**Data extracts**

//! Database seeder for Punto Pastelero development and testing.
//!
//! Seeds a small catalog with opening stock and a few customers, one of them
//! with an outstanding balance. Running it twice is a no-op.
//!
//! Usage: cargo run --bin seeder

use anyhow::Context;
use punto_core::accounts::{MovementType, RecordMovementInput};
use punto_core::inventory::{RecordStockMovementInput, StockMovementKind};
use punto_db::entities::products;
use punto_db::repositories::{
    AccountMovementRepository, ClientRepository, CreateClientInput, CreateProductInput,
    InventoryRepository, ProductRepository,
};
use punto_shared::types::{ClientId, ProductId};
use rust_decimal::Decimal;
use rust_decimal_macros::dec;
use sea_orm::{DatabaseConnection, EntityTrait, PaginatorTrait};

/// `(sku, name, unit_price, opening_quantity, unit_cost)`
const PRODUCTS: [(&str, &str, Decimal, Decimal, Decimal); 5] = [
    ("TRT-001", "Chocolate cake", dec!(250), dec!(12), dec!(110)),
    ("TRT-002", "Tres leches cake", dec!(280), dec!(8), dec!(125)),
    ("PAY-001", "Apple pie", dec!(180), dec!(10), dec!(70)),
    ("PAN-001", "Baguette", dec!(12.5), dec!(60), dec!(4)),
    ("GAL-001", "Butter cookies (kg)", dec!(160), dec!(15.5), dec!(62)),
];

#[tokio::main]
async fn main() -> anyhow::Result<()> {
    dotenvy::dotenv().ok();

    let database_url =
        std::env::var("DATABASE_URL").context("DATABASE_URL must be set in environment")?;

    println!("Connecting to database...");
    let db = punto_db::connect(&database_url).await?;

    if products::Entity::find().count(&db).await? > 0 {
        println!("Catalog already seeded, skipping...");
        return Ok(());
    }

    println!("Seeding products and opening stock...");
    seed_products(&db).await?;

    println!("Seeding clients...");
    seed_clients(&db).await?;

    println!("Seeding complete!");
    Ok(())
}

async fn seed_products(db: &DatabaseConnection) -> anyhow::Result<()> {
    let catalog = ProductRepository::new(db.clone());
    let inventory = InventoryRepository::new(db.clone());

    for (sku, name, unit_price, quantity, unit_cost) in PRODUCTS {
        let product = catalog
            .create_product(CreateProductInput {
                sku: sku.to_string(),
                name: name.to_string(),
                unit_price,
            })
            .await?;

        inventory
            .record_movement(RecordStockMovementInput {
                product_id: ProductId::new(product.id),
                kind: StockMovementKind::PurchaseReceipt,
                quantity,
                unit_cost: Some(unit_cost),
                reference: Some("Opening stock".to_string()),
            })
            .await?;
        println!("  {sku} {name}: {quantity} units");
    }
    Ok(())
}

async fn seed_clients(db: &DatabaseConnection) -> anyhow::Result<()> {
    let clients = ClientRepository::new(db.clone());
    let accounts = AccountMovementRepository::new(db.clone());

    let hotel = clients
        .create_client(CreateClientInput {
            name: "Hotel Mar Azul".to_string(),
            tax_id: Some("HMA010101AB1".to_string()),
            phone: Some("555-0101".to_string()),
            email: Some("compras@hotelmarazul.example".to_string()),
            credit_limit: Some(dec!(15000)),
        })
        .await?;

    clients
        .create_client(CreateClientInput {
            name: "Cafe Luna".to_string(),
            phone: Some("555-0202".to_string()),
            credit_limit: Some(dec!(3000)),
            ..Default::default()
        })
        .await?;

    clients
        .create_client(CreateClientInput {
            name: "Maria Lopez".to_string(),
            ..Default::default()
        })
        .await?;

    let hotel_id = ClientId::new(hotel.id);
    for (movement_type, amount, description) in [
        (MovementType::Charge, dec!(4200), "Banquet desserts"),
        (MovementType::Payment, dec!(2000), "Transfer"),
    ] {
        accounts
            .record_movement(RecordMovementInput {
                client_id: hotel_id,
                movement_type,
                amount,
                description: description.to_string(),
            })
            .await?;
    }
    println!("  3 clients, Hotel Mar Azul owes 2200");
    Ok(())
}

**Description of the task**
Gather each line in these records that contains the string "async".

**Response for this exercise**
async fn main() -> anyhow::Result<()> {
async fn seed_products(db: &DatabaseConnection) -> anyhow::Result<()> {
async fn seed_clients(db: &DatabaseConnection) -> anyhow::Result<()> {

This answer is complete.